Figure 4.

CXCR3 targeting alters CXCL9-mediated CD4⁺ T cells chemotaxis in Gba1^9V/− mice. CD4⁺ T cells purified from spleen of WT and Gba1^9V/− mice (n = 5/group) were allowed to migrate towards CXCL9 (16 nM) in the presence and absence of mouse anti-CXCR3 antibodies (10 μg/mL) at 37 °C and 5% CO₂ for 45 min.
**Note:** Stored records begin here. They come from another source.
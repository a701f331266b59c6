use std::path::{Path, PathBuf};

use gdal::{Dataset, Metadata};

use crate::error::{Error, MetadataError, Result};
use crate::georef::{EqualAreaApprox, MetadataLookup, ProjectedRectangle, SwathCornerMetadata};

/// Sub-dataset selector of the LST measurement band.
pub const LST_BAND: &str = "Image_data/LST";
/// Sub-dataset selector of the quality flag band.
pub const QA_FLAG_BAND: &str = "Image_data/QA_flag";

struct DatasetMetadata<'a>(&'a Dataset);

impl MetadataLookup for DatasetMetadata<'_> {
    fn metadata_value(&self, key: &str) -> Option<String> {
        self.0.metadata_item(key, "")
    }
}

/// One swath file: its corners, projected rectangle and declared sub-datasets.
#[derive(Debug, Clone)]
pub struct SwathPass {
    path: PathBuf,
    corners: SwathCornerMetadata,
    rectangle: ProjectedRectangle,
    sub_datasets: Vec<String>,
}

impl SwathPass {
    /// Opens an HDF5 swath through GDAL and georeferences its corners.
    pub fn open(path: &Path) -> Result<Self> {
        if !path.exists() {
            return Err(Error::InputNotFound(path.to_path_buf()));
        }

        let dataset = Dataset::open(path)?;
        let sub_datasets = dataset
            .metadata_domain("SUBDATASETS")
            .map(|entries| parse_sub_dataset_names(&entries))
            .unwrap_or_default();

        tracing::debug!(
            "Opened swath {:?} with {} sub-datasets",
            path,
            sub_datasets.len()
        );

        Ok(Self::from_parts(path, &DatasetMetadata(&dataset), sub_datasets)?)
    }

    pub fn from_parts(
        path: &Path,
        metadata: &dyn MetadataLookup,
        sub_datasets: Vec<String>,
    ) -> std::result::Result<Self, MetadataError> {
        let corners = SwathCornerMetadata::from_metadata(metadata)?;
        let rectangle = EqualAreaApprox::default().project(&corners)?;
        Ok(Self {
            path: path.to_path_buf(),
            corners,
            rectangle,
            sub_datasets,
        })
    }

    pub fn path(&self) -> &Path {
        &self.path
    }

    pub fn corners(&self) -> &SwathCornerMetadata {
        &self.corners
    }

    pub fn rectangle(&self) -> &ProjectedRectangle {
        &self.rectangle
    }

    pub fn sub_datasets(&self) -> &[String] {
        &self.sub_datasets
    }

    /// First declared sub-dataset whose name contains `selector`.
    pub fn find_sub_dataset(&self, selector: &str) -> Option<&str> {
        self.sub_datasets
            .iter()
            .find(|name| name.contains(selector))
            .map(String::as_str)
    }

    /// File stem, used to name derived rasters.
    pub fn stem(&self) -> String {
        swath_stem(&self.path)
    }
}

/// Stem a swath file's derived rasters are named after.
pub fn swath_stem(path: &Path) -> String {
    path.file_stem()
        .and_then(|s| s.to_str())
        .unwrap_or("swath")
        .to_string()
}

/// Extracts the `SUBDATASET_n_NAME` values from the SUBDATASETS domain.
fn parse_sub_dataset_names(entries: &[String]) -> Vec<String> {
    entries
        .iter()
        .filter_map(|entry| entry.split_once('='))
        .filter(|(key, _)| key.starts_with("SUBDATASET_") && key.ends_with("_NAME"))
        .map(|(_, value)| value.to_string())
        .collect()
}
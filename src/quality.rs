//! Decoding of the SGLI LST `QA_flag` band.
//!
//! Every pixel of the quality band is a 16-bit field. Bit `i` (counted from
//! the least significant bit) carries one fixed condition from the product
//! format description. Bits 14 and 15 are unused by the LST product.

use std::fmt;

/// A named condition carried by one bit of the quality field.
#[derive(Debug, Clone, Copy, PartialEq, Eq, Hash, PartialOrd, Ord)]
pub enum QualityCondition {
    NoInputData,
    Water,
    RetrievalFailure,
    LargeSensorZenith,
    HighWaterVapour,
    Snow,
    Night,
    LowEmissivityAccuracy,
    LowRetrievalAccuracy,
    TerrainShadow,
    CloudShadow,
    ProbablyCloudy,
    Cloudy,
    StrayLight,
}

impl QualityCondition {
    /// All conditions in bit order.
    pub const ALL: [QualityCondition; 14] = [
        QualityCondition::NoInputData,
        QualityCondition::Water,
        QualityCondition::RetrievalFailure,
        QualityCondition::LargeSensorZenith,
        QualityCondition::HighWaterVapour,
        QualityCondition::Snow,
        QualityCondition::Night,
        QualityCondition::LowEmissivityAccuracy,
        QualityCondition::LowRetrievalAccuracy,
        QualityCondition::TerrainShadow,
        QualityCondition::CloudShadow,
        QualityCondition::ProbablyCloudy,
        QualityCondition::Cloudy,
        QualityCondition::StrayLight,
    ];

    pub fn bit(self) -> u32 {
        match self {
            QualityCondition::NoInputData => 0,
            QualityCondition::Water => 1,
            QualityCondition::RetrievalFailure => 2,
            QualityCondition::LargeSensorZenith => 3,
            QualityCondition::HighWaterVapour => 4,
            QualityCondition::Snow => 5,
            QualityCondition::Night => 6,
            QualityCondition::LowEmissivityAccuracy => 7,
            QualityCondition::LowRetrievalAccuracy => 8,
            QualityCondition::TerrainShadow => 9,
            QualityCondition::CloudShadow => 10,
            QualityCondition::ProbablyCloudy => 11,
            QualityCondition::Cloudy => 12,
            QualityCondition::StrayLight => 13,
        }
    }

    pub fn name(self) -> &'static str {
        match self {
            QualityCondition::NoInputData => "no input data",
            QualityCondition::Water => "land/water",
            QualityCondition::RetrievalFailure => "retrieval failure",
            QualityCondition::LargeSensorZenith => "large sensor zenith",
            QualityCondition::HighWaterVapour => "high water vapour",
            QualityCondition::Snow => "snow",
            QualityCondition::Night => "night",
            QualityCondition::LowEmissivityAccuracy => "low emissivity accuracy",
            QualityCondition::LowRetrievalAccuracy => "low retrieval accuracy",
            QualityCondition::TerrainShadow => "terrain shadow",
            QualityCondition::CloudShadow => "cloud shadow",
            QualityCondition::ProbablyCloudy => "probably cloudy",
            QualityCondition::Cloudy => "cloudy",
            QualityCondition::StrayLight => "stray light",
        }
    }
}

impl fmt::Display for QualityCondition {
    fn fmt(&self, f: &mut fmt::Formatter<'_>) -> fmt::Result {
        f.write_str(self.name())
    }
}

/// A decoded quality field.
#[derive(Debug, Clone, Copy, PartialEq, Eq, Hash, Default)]
pub struct QualityFlags {
    raw: u16,
}

/// Decodes a raw quality value. Anything above 16 bits is masked off.
pub fn decode(raw: u32) -> QualityFlags {
    QualityFlags {
        raw: (raw & 0xFFFF) as u16,
    }
}

impl QualityFlags {
    /// Decodes a value read from a raster band.
    ///
    /// Raster values arrive as floating point; the fraction is dropped and
    /// the integer part masked to 16 bits. Negative or non-finite values
    /// decode as zero.
    pub fn from_sample(value: f64) -> Self {
        if !value.is_finite() || value < 0.0 {
            return decode(0);
        }
        decode((value as u64 & 0xFFFF) as u32)
    }

    pub fn raw(&self) -> u16 {
        self.raw
    }

    pub fn is_set(&self, condition: QualityCondition) -> bool {
        (self.raw >> condition.bit()) & 1 == 1
    }

    /// Every condition with its state, in bit order.
    pub fn conditions(&self) -> impl Iterator<Item = (QualityCondition, bool)> + '_ {
        QualityCondition::ALL
            .iter()
            .map(move |&condition| (condition, self.is_set(condition)))
    }

    /// Conditions that are set, in bit order.
    pub fn set_conditions(&self) -> Vec<QualityCondition> {
        self.conditions()
            .filter_map(|(condition, set)| set.then_some(condition))
            .collect()
    }

    pub fn any_of(&self, conditions: &[QualityCondition]) -> bool {
        conditions.iter().any(|&condition| self.is_set(condition))
    }
}

impl fmt::Display for QualityFlags {
    fn fmt(&self, f: &mut fmt::Formatter<'_>) -> fmt::Result {
        let names: Vec<&str> = self
            .set_conditions()
            .into_iter()
            .map(QualityCondition::name)
            .collect();
        if names.is_empty() {
            write!(f, "clear")
        } else {
            write!(f, "{}", names.join("|"))
        }
    }
}

#[cfg(test)]
mod tests {
    use super::*;

    #[test]
    fn test_every_value_matches_bit_positions() {
        for v in 0..=u16::MAX as u32 {
            let flags = decode(v);
            let decoded: Vec<(QualityCondition, bool)> = flags.conditions().collect();
            assert_eq!(decoded.len(), 14);
            for (condition, set) in decoded {
                assert_eq!(set, (v >> condition.bit()) & 1 == 1, "value {v:#06x}");
            }
            assert_eq!(decode(v), flags);
        }
    }

    #[test]
    fn test_literal_patterns() {
        let flags = decode(0b0001_1000_0010_0001);
        assert_eq!(
            flags.set_conditions(),
            vec![
                QualityCondition::NoInputData,
                QualityCondition::Snow,
                QualityCondition::ProbablyCloudy,
                QualityCondition::Cloudy,
            ]
        );
        assert!(!flags.is_set(QualityCondition::Water));

        assert!(decode(0).set_conditions().is_empty());
        assert_eq!(decode(0).to_string(), "clear");
        assert_eq!(decode(0b10).to_string(), "land/water");
    }

    #[test]
    fn test_unused_high_bits_are_ignored() {
        assert!(decode(0xC000).set_conditions().is_empty());
        assert_eq!(decode(0xFFFF).set_conditions().len(), 14);
    }

    #[test]
    fn test_out_of_range_values_are_masked() {
        assert_eq!(decode(0x1_0001), decode(0x0001));
        assert_eq!(decode(u32::MAX).raw(), 0xFFFF);
        assert_eq!(QualityFlags::from_sample(65536.0 + 4096.0).raw(), 4096);
        assert_eq!(QualityFlags::from_sample(4097.9).raw(), 4097);
        assert_eq!(QualityFlags::from_sample(f64::NAN).raw(), 0);
        assert_eq!(QualityFlags::from_sample(-1.0).raw(), 0);
    }

    #[test]
    fn test_any_of() {
        let flags = decode(1 << 12);
        assert!(flags.any_of(&[QualityCondition::NoInputData, QualityCondition::Cloudy]));
        assert!(!flags.any_of(&[QualityCondition::NoInputData]));
    }
}
//! Batch driver: swath files in, correlation records out.
//!
//! Each pass moves through `Loaded → Georeferenced → BandsExtracted →
//! Sampled → Correlated`. A failing pass is logged and dropped; the rest of
//! the batch continues. Band extraction runs in parallel across passes.

use std::collections::HashSet;
use std::fmt;
use std::path::{Path, PathBuf};

use chrono::{DateTime, FixedOffset};
use rayon::prelude::*;
use tracing::{error, info, warn};

use crate::correlate::{CorrelationEngine, CorrelationRecord};
use crate::error::Error;
use crate::reproject::{BandExtractor, RasterBackend};
use crate::sampler::RasterLayer;
use crate::sources::ObservationSource;
use crate::swath::{swath_stem, SwathPass, LST_BAND, QA_FLAG_BAND};

#[derive(Debug, Clone, Copy, PartialEq, Eq, PartialOrd, Ord)]
pub enum PassStage {
    Loaded,
    Georeferenced,
    BandsExtracted,
    Sampled,
    Correlated,
}

impl fmt::Display for PassStage {
    fn fmt(&self, f: &mut fmt::Formatter<'_>) -> fmt::Result {
        let name = match self {
            PassStage::Loaded => "loaded",
            PassStage::Georeferenced => "georeferenced",
            PassStage::BandsExtracted => "bands extracted",
            PassStage::Sampled => "sampled",
            PassStage::Correlated => "correlated",
        };
        f.write_str(name)
    }
}

/// A pass that could not reach `stage`.
#[derive(Debug)]
pub struct PassFailure {
    pub path: PathBuf,
    pub stage: PassStage,
    pub error: Error,
}

impl fmt::Display for PassFailure {
    fn fmt(&self, f: &mut fmt::Formatter<'_>) -> fmt::Result {
        write!(
            f,
            "{}: failed before reaching '{}': {}",
            self.path.display(),
            self.stage,
            self.error
        )
    }
}

/// Output paths of the two bands of a pass.
#[derive(Debug, Clone, PartialEq)]
pub struct BandPaths {
    pub lst: PathBuf,
    pub qa_flag: PathBuf,
}

impl BandPaths {
    pub fn for_pass(workspace: &Path, stem: &str) -> Self {
        Self {
            lst: workspace.join(format!("{stem}_LST.tif")),
            qa_flag: workspace.join(format!("{stem}_QA_flag.tif")),
        }
    }
}

/// A pass whose bands are on disk.
#[derive(Debug, Clone)]
pub struct ExtractedPass {
    pub label: String,
    pub timestamp: DateTime<FixedOffset>,
    pub bands: BandPaths,
}

/// Stage a pass failed to reach when opening its swath fails with `error`.
///
/// A file that is absent or unreadable never got loaded; anything else is a
/// metadata problem found while georeferencing.
pub fn open_failure_stage(error: &Error) -> PassStage {
    match error {
        Error::InputNotFound(_) | Error::Gdal(_) => PassStage::Loaded,
        _ => PassStage::Georeferenced,
    }
}

/// Splits swaths into those with a first-seen stem and later ones whose
/// stem repeats. Passes sharing a stem would write the same band files.
pub fn split_by_stem(swaths: &[PathBuf]) -> (Vec<&PathBuf>, Vec<&PathBuf>) {
    let mut seen = HashSet::new();
    swaths
        .iter()
        .partition(|path| seen.insert(swath_stem(path)))
}

/// Opens, georeferences and extracts both bands of one swath.
pub fn extract_pass<B: RasterBackend>(
    path: &Path,
    extractor: &BandExtractor<B>,
    workspace: &Path,
) -> Result<ExtractedPass, PassFailure> {
    let fail = |stage, error: Error| PassFailure {
        path: path.to_path_buf(),
        stage,
        error,
    };

    let pass = SwathPass::open(path).map_err(|e| fail(open_failure_stage(&e), e))?;

    let bands = BandPaths::for_pass(workspace, &pass.stem());
    for (selector, output) in [(LST_BAND, &bands.lst), (QA_FLAG_BAND, &bands.qa_flag)] {
        let outcome = extractor
            .extract_band(&pass, selector, output)
            .map_err(|e| fail(PassStage::BandsExtracted, e.into()))?;
        info!("{} {} -> {:?} ({:?})", pass.stem(), selector, output, outcome);
    }

    Ok(ExtractedPass {
        label: pass.stem(),
        timestamp: pass.corners().window.midpoint_local(),
        bands,
    })
}

/// Loads both extracted bands of a pass.
fn load_bands(bands: &BandPaths) -> Result<(RasterLayer, RasterLayer), PassFailure> {
    let open = |path: &PathBuf| {
        RasterLayer::open(path).map_err(|e| PassFailure {
            path: path.clone(),
            stage: PassStage::Sampled,
            error: e.into(),
        })
    };
    Ok((open(&bands.lst)?, open(&bands.qa_flag)?))
}

/// Runs the whole batch and returns the records of the admitted passes in
/// input order.
pub fn run_batch<B, O>(
    swaths: &[PathBuf],
    extractor: &BandExtractor<B>,
    workspace: &Path,
    engine: &mut CorrelationEngine<O>,
) -> Vec<CorrelationRecord>
where
    B: RasterBackend + Sync,
    O: ObservationSource,
{
    let (unique, duplicates) = split_by_stem(swaths);
    for path in &duplicates {
        warn!(
            "Skipping {:?}: another input already uses the stem {:?}",
            path,
            swath_stem(path)
        );
    }

    info!("Extracting bands of {} swaths", unique.len());
    let extracted: Vec<Result<ExtractedPass, PassFailure>> = unique
        .par_iter()
        .map(|path| extract_pass(path, extractor, workspace))
        .collect();

    let mut records = Vec::new();
    let mut failures = duplicates.len();
    for result in extracted {
        let (pass, (lst, qa_flag)) =
            match result.and_then(|pass| load_bands(&pass.bands).map(|layers| (pass, layers))) {
                Ok(loaded) => loaded,
                Err(failure) => {
                    failures += 1;
                    warn!("{}", failure);
                    continue;
                }
            };

        match engine.process(&pass.label, pass.timestamp, &lst, &qa_flag) {
            Some(record) => {
                info!(
                    "{} at {}: {} station comparisons",
                    record.label,
                    record.timestamp,
                    record.comparisons.len()
                );
                records.push(record);
            }
            None => info!("{} produced no record", pass.label),
        }
    }

    if failures > 0 {
        error!("{} of {} passes failed", failures, swaths.len());
    }
    records
}
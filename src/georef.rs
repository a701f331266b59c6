//! Corner rectification of SGLI swaths.
//!
//! The swath products carry only their upper-left and lower-right corners in
//! geographic coordinates. The corners are mapped into a sphere-based
//! equal-area plane (ESRI:53008) with a local approximation that is valid
//! near the swath's own latitude band only.

use std::f64::consts::PI;

use chrono::{DateTime, FixedOffset, NaiveDateTime, TimeDelta, Utc};

use crate::error::MetadataError;

pub const UPPER_LEFT_LON_KEY: &str = "Geometry_data_Upper_left_longitude";
pub const UPPER_LEFT_LAT_KEY: &str = "Geometry_data_Upper_left_latitude";
pub const LOWER_RIGHT_LON_KEY: &str = "Geometry_data_Lower_right_longitude";
pub const LOWER_RIGHT_LAT_KEY: &str = "Geometry_data_Lower_right_latitude";
pub const START_TIME_KEY: &str = "Global_attributes_Image_start_time";
pub const END_TIME_KEY: &str = "Global_attributes_Image_end_time";

/// Format of the image start/end attributes, e.g. `20240801 05:29:10.123`.
pub const TIMESTAMP_FORMAT: &str = "%Y%m%d %H:%M:%S%.f";

/// Mean earth radius in metres.
pub const EARTH_RADIUS_M: f64 = 6_371_000.0;
pub const DEG_TO_RAD: f64 = 0.017_453_292_519_943_295;

/// JST, applied as a fixed offset.
pub const LOCAL_UTC_OFFSET_SECS: i32 = 9 * 3600;

/// Key/value access to a swath's global metadata.
pub trait MetadataLookup {
    fn metadata_value(&self, key: &str) -> Option<String>;
}

impl MetadataLookup for std::collections::HashMap<String, String> {
    fn metadata_value(&self, key: &str) -> Option<String> {
        self.get(key).cloned()
    }
}

fn required(metadata: &dyn MetadataLookup, key: &str) -> Result<String, MetadataError> {
    metadata
        .metadata_value(key)
        .map(|v| v.trim().to_string())
        .filter(|v| !v.is_empty())
        .ok_or_else(|| MetadataError::Missing(key.to_string()))
}

fn required_degrees(metadata: &dyn MetadataLookup, key: &str) -> Result<f64, MetadataError> {
    let value = required(metadata, key)?;
    value
        .parse::<f64>()
        .ok()
        .filter(|v| v.is_finite())
        .ok_or(MetadataError::Malformed {
            key: key.to_string(),
            value,
        })
}

fn required_timestamp(
    metadata: &dyn MetadataLookup,
    key: &str,
) -> Result<DateTime<Utc>, MetadataError> {
    let value = required(metadata, key)?;
    NaiveDateTime::parse_from_str(&value, TIMESTAMP_FORMAT)
        .map(|naive| naive.and_utc())
        .map_err(|_| MetadataError::Malformed {
            key: key.to_string(),
            value,
        })
}

/// Acquisition window of one pass.
#[derive(Debug, Clone, Copy, PartialEq)]
pub struct OverpassWindow {
    pub utc_start: DateTime<Utc>,
    pub utc_end: DateTime<Utc>,
    local_offset: FixedOffset,
}

impl OverpassWindow {
    pub fn new(utc_start: DateTime<Utc>, utc_end: DateTime<Utc>) -> Result<Self, MetadataError> {
        if utc_end < utc_start {
            return Err(MetadataError::InvertedWindow {
                start: utc_start.to_rfc3339(),
                end: utc_end.to_rfc3339(),
            });
        }
        let local_offset = FixedOffset::east_opt(LOCAL_UTC_OFFSET_SECS)
            .ok_or(MetadataError::InvalidOffset(LOCAL_UTC_OFFSET_SECS))?;
        Ok(Self {
            utc_start,
            utc_end,
            local_offset,
        })
    }

    pub fn local_start(&self) -> DateTime<FixedOffset> {
        self.utc_start.with_timezone(&self.local_offset)
    }

    pub fn local_end(&self) -> DateTime<FixedOffset> {
        self.utc_end.with_timezone(&self.local_offset)
    }

    /// `start + (end - start) / 2`, in local time.
    pub fn midpoint_local(&self) -> DateTime<FixedOffset> {
        let half: TimeDelta = (self.utc_end - self.utc_start) / 2;
        (self.utc_start + half).with_timezone(&self.local_offset)
    }
}

/// Corner coordinates and acquisition window read from one swath file.
#[derive(Debug, Clone, Copy, PartialEq)]
pub struct SwathCornerMetadata {
    pub upper_left_lon: f64,
    pub upper_left_lat: f64,
    pub lower_right_lon: f64,
    pub lower_right_lat: f64,
    pub window: OverpassWindow,
}

impl SwathCornerMetadata {
    pub fn from_metadata(metadata: &dyn MetadataLookup) -> Result<Self, MetadataError> {
        let window = OverpassWindow::new(
            required_timestamp(metadata, START_TIME_KEY)?,
            required_timestamp(metadata, END_TIME_KEY)?,
        )?;
        Ok(Self {
            upper_left_lon: required_degrees(metadata, UPPER_LEFT_LON_KEY)?,
            upper_left_lat: required_degrees(metadata, UPPER_LEFT_LAT_KEY)?,
            lower_right_lon: required_degrees(metadata, LOWER_RIGHT_LON_KEY)?,
            lower_right_lat: required_degrees(metadata, LOWER_RIGHT_LAT_KEY)?,
            window,
        })
    }
}

/// Planar bounds in the equal-area frame.
#[derive(Debug, Clone, Copy, PartialEq)]
pub struct ProjectedRectangle {
    pub x_upper_left: f64,
    pub y_upper_left: f64,
    pub x_lower_right: f64,
    pub y_lower_right: f64,
}

impl ProjectedRectangle {
    /// Bounds in `ulx uly lrx lry` order.
    pub fn as_ullr(&self) -> [f64; 4] {
        [
            self.x_upper_left,
            self.y_upper_left,
            self.x_lower_right,
            self.y_lower_right,
        ]
    }
}

/// `x = R * lon * cos(lat) * k`, `y = R * lat * k`.
#[derive(Debug, Clone, Copy, PartialEq)]
pub struct EqualAreaApprox {
    pub radius: f64,
    pub coeff: f64,
}

impl Default for EqualAreaApprox {
    fn default() -> Self {
        Self {
            radius: EARTH_RADIUS_M,
            coeff: DEG_TO_RAD,
        }
    }
}

impl EqualAreaApprox {
    pub fn project_point(&self, lon: f64, lat: f64) -> (f64, f64) {
        let x = self.radius * lon * (lat * PI / 180.0).cos() * self.coeff;
        let y = self.radius * lat * self.coeff;
        (x, y)
    }

    pub fn project(
        &self,
        corners: &SwathCornerMetadata,
    ) -> Result<ProjectedRectangle, MetadataError> {
        let (x_upper_left, y_upper_left) =
            self.project_point(corners.upper_left_lon, corners.upper_left_lat);
        let (x_lower_right, y_lower_right) =
            self.project_point(corners.lower_right_lon, corners.lower_right_lat);

        if y_upper_left < y_lower_right || x_upper_left > x_lower_right {
            return Err(MetadataError::InvertedRectangle {
                x_upper_left,
                y_upper_left,
                x_lower_right,
                y_lower_right,
            });
        }

        Ok(ProjectedRectangle {
            x_upper_left,
            y_upper_left,
            x_lower_right,
            y_lower_right,
        })
    }
}

/// Projects with the default earth radius and degree conversion.
pub fn project(corners: &SwathCornerMetadata) -> Result<ProjectedRectangle, MetadataError> {
    EqualAreaApprox::default().project(corners)
}
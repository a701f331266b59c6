//! Two-stage extraction of a swath sub-band into the geographic frame.
//!
//! Stage one assigns the projected rectangle to the raw sub-band in the
//! equal-area frame. Stage two warps that intermediate into JGD2011
//! geographic coordinates.

use std::path::{Path, PathBuf};
use std::process::Command;

use crate::error::ExtractError;
use crate::georef::ProjectedRectangle;
use crate::swath::SwathPass;

/// Sphere-based sinusoidal frame the corner rectangle is expressed in.
pub const EQUAL_AREA_SRS: &str = "ESRI:53008";
/// JGD2011 geographic.
pub const GEOGRAPHIC_SRS: &str = "EPSG:6668";
pub const NODATA_SENTINEL: u16 = 65535;

/// Parameters of the clip/translate stage.
#[derive(Debug, Clone, PartialEq)]
pub struct TranslateRequest {
    pub srs: String,
    pub bounds: ProjectedRectangle,
    pub no_data: f64,
    pub compress: String,
}

/// External raster capability used for both stages.
pub trait RasterBackend {
    fn translate(
        &self,
        source: &str,
        output: &Path,
        request: &TranslateRequest,
    ) -> Result<(), ExtractError>;

    fn warp(&self, source: &Path, output: &Path, target_srs: &str) -> Result<(), ExtractError>;
}

#[derive(Debug, Clone)]
pub struct ReprojectConfig {
    pub intermediate_srs: String,
    pub target_srs: String,
    pub no_data: u16,
    pub compress: String,
}

impl Default for ReprojectConfig {
    fn default() -> Self {
        Self {
            intermediate_srs: EQUAL_AREA_SRS.to_string(),
            target_srs: GEOGRAPHIC_SRS.to_string(),
            no_data: NODATA_SENTINEL,
            compress: "LZW".to_string(),
        }
    }
}

#[derive(Debug, Clone, Copy, PartialEq, Eq)]
pub enum ExtractOutcome {
    Written,
    /// The output existed already; nothing was run. It may be stale.
    AlreadyPresent,
}

pub struct BandExtractor<B> {
    backend: B,
    config: ReprojectConfig,
}

impl<B: RasterBackend> BandExtractor<B> {
    pub fn new(backend: B) -> Self {
        Self::with_config(backend, ReprojectConfig::default())
    }

    pub fn with_config(backend: B, config: ReprojectConfig) -> Self {
        Self { backend, config }
    }

    pub fn backend(&self) -> &B {
        &self.backend
    }

    pub fn extract_band(
        &self,
        pass: &SwathPass,
        band_selector: &str,
        output: &Path,
    ) -> Result<ExtractOutcome, ExtractError> {
        if output.exists() {
            tracing::info!("GeoTIFF already exists: {:?}", output);
            return Ok(ExtractOutcome::AlreadyPresent);
        }

        let sub_dataset = pass.find_sub_dataset(band_selector).ok_or_else(|| {
            ExtractError::SubBandNotFound {
                selector: band_selector.to_string(),
                path: pass.path().to_path_buf(),
            }
        })?;

        let dir = match output.parent() {
            Some(parent) if !parent.as_os_str().is_empty() => parent.to_path_buf(),
            _ => PathBuf::from("."),
        };
        std::fs::create_dir_all(&dir)?;

        // Removed when dropped, whichever way this function returns.
        let intermediate = tempfile::Builder::new()
            .prefix(&format!("{}_", pass.stem()))
            .suffix("_intermediate.tif")
            .tempfile_in(&dir)?
            .into_temp_path();

        let request = TranslateRequest {
            srs: self.config.intermediate_srs.clone(),
            bounds: *pass.rectangle(),
            no_data: f64::from(self.config.no_data),
            compress: self.config.compress.clone(),
        };

        tracing::debug!(
            "Translating {} into {:?} ({})",
            sub_dataset,
            intermediate.to_path_buf(),
            request.srs
        );
        self.backend.translate(sub_dataset, &intermediate, &request)?;

        tracing::debug!("Warping into {:?} ({})", output, self.config.target_srs);
        if let Err(e) = self
            .backend
            .warp(&intermediate, output, &self.config.target_srs)
        {
            let _ = std::fs::remove_file(output);
            return Err(e);
        }

        intermediate.close()?;
        Ok(ExtractOutcome::Written)
    }
}

/// Drives the GDAL command-line utilities.
#[derive(Debug, Clone)]
pub struct GdalCommandBackend {
    translate_program: String,
    warp_program: String,
}

impl Default for GdalCommandBackend {
    fn default() -> Self {
        Self {
            translate_program: "gdal_translate".to_string(),
            warp_program: "gdalwarp".to_string(),
        }
    }
}

impl GdalCommandBackend {
    pub fn new() -> Self {
        Self::default()
    }

    fn run(program: &str, args: &[String]) -> Result<(), ExtractError> {
        tracing::debug!("Running {} {}", program, args.join(" "));
        let output = Command::new(program)
            .args(args)
            .output()
            .map_err(|e| ExtractError::Backend(format!("{program} exec error: {e}")))?;

        if !output.status.success() {
            let stderr = String::from_utf8_lossy(&output.stderr);
            return Err(ExtractError::Backend(format!(
                "{program} exited with {}: {}",
                output.status,
                stderr.trim()
            )));
        }
        Ok(())
    }

    fn translate_args(source: &str, output: &Path, request: &TranslateRequest) -> Vec<String> {
        let mut args: Vec<String> = vec![
            "-of".into(),
            "GTiff".into(),
            "-a_srs".into(),
            request.srs.clone(),
            "-a_ullr".into(),
        ];
        args.extend(request.bounds.as_ullr().iter().map(|v| v.to_string()));
        args.extend([
            "-a_nodata".into(),
            request.no_data.to_string(),
            "-co".into(),
            format!("COMPRESS={}", request.compress),
            source.to_string(),
            output.display().to_string(),
        ]);
        args
    }

    fn warp_args(source: &Path, output: &Path, target_srs: &str) -> Vec<String> {
        vec![
            "-of".into(),
            "GTiff".into(),
            "-overwrite".into(),
            "-t_srs".into(),
            target_srs.to_string(),
            source.display().to_string(),
            output.display().to_string(),
        ]
    }
}

impl RasterBackend for GdalCommandBackend {
    fn translate(
        &self,
        source: &str,
        output: &Path,
        request: &TranslateRequest,
    ) -> Result<(), ExtractError> {
        Self::run(
            &self.translate_program,
            &Self::translate_args(source, output, request),
        )
    }

    fn warp(&self, source: &Path, output: &Path, target_srs: &str) -> Result<(), ExtractError> {
        Self::run(
            &self.warp_program,
            &Self::warp_args(source, output, target_srs),
        )
    }
}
Cells that had migrated through the filter and had attached to the lower side of the filter were collected and analyzed by FACS. Percentage of CD4⁺CD11b⁻ T cells are shown from the (a) vehicle (PBS) treated WT cells and their migration to CXCL9, (b) mouse anti-CXCR3 antibodies treated WT cells and their migration to CXCL9, (c) PBS treated Gba1^9V/− cells and their migration to CXCL9, and (d) mouse anti-CXCR3 antibodies treated Gba1^9V/− cells and their migration to CXCL9. (e) WT (black columns), Gba1^9V/− (maroon columns) and the values shown in the bar diagram are the mean ± SD. and group comparison were performed with ANOVA. Three independent experiments were conducted (**** p < 0.0001).